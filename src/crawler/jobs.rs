//! Crawl job lifecycle tracking.
//!
//! One record per gallery, overwritten when a new job starts. `idle` is the
//! reported default when no job has ever run. Only the crawl orchestrator
//! mutates state; everything else reads snapshots for status reporting.

use std::collections::HashMap;

use chrono::{DateTime, Utc};
use parking_lot::Mutex;
use serde::{Deserialize, Serialize};

use crate::types::PipelineError;

#[derive(Clone, Copy, Debug, PartialEq, Eq, Serialize, Deserialize)]
#[serde(rename_all = "snake_case")]
pub enum JobState {
    Idle,
    Running,
    Done,
    Error,
}

#[derive(Clone, Debug, Serialize, Deserialize)]
pub struct CrawlJob {
    pub gallery_id: String,
    pub state: JobState,
    pub started_at: Option<DateTime<Utc>>,
    pub finished_at: Option<DateTime<Utc>>,
    /// Populated on `done`; absent for `idle`/`running`/`error`.
    pub posts_indexed: Option<usize>,
    pub message: Option<String>,
}

impl CrawlJob {
    fn idle(gallery_id: &str) -> Self {
        Self {
            gallery_id: gallery_id.to_string(),
            state: JobState::Idle,
            started_at: None,
            finished_at: None,
            posts_indexed: None,
            message: None,
        }
    }
}

/// Tracks the latest crawl job per gallery.
#[derive(Default)]
pub struct JobTracker {
    jobs: Mutex<HashMap<String, CrawlJob>>,
}

impl JobTracker {
    pub fn new() -> Self {
        Self::default()
    }

    /// Transitions the gallery to `running`, overwriting any terminal job.
    /// Rejects with `CrawlAlreadyRunning` when a job is still in flight:
    /// duplicates are refused, never queued.
    pub fn begin(&self, gallery_id: &str) -> Result<(), PipelineError> {
        let mut jobs = self.jobs.lock();
        if let Some(existing) = jobs.get(gallery_id)
            && existing.state == JobState::Running
        {
            return Err(PipelineError::CrawlAlreadyRunning(gallery_id.to_string()));
        }
        jobs.insert(
            gallery_id.to_string(),
            CrawlJob {
                gallery_id: gallery_id.to_string(),
                state: JobState::Running,
                started_at: Some(Utc::now()),
                finished_at: None,
                posts_indexed: None,
                message: None,
            },
        );
        Ok(())
    }

    /// `running → done`, recording what the crawl achieved (possibly zero
    /// posts or a partial-failure message).
    pub fn complete(&self, gallery_id: &str, posts_indexed: usize, message: &str) {
        let mut jobs = self.jobs.lock();
        if let Some(job) = jobs.get_mut(gallery_id) {
            job.state = JobState::Done;
            job.finished_at = Some(Utc::now());
            job.posts_indexed = Some(posts_indexed);
            job.message = Some(message.to_string());
        }
    }

    /// `running → error`, for total failures before any post was fetched.
    /// `posts_indexed` stays unset.
    pub fn fail(&self, gallery_id: &str, message: &str) {
        let mut jobs = self.jobs.lock();
        if let Some(job) = jobs.get_mut(gallery_id) {
            job.state = JobState::Error;
            job.finished_at = Some(Utc::now());
            job.posts_indexed = None;
            job.message = Some(message.to_string());
        }
    }

    /// Snapshot of the gallery's latest job, `idle` when none exists.
    pub fn status_of(&self, gallery_id: &str) -> CrawlJob {
        self.jobs
            .lock()
            .get(gallery_id)
            .cloned()
            .unwrap_or_else(|| CrawlJob::idle(gallery_id))
    }

    /// Number of jobs currently running.
    pub fn running_count(&self) -> usize {
        self.jobs
            .lock()
            .values()
            .filter(|j| j.state == JobState::Running)
            .count()
    }
}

|---|

Where a line of the data above includes "Debug", copy that line.

#[derive(Clone, Copy, Debug, PartialEq, Eq, Serialize, Deserialize)]
#[derive(Clone, Debug, Serialize, Deserialize)]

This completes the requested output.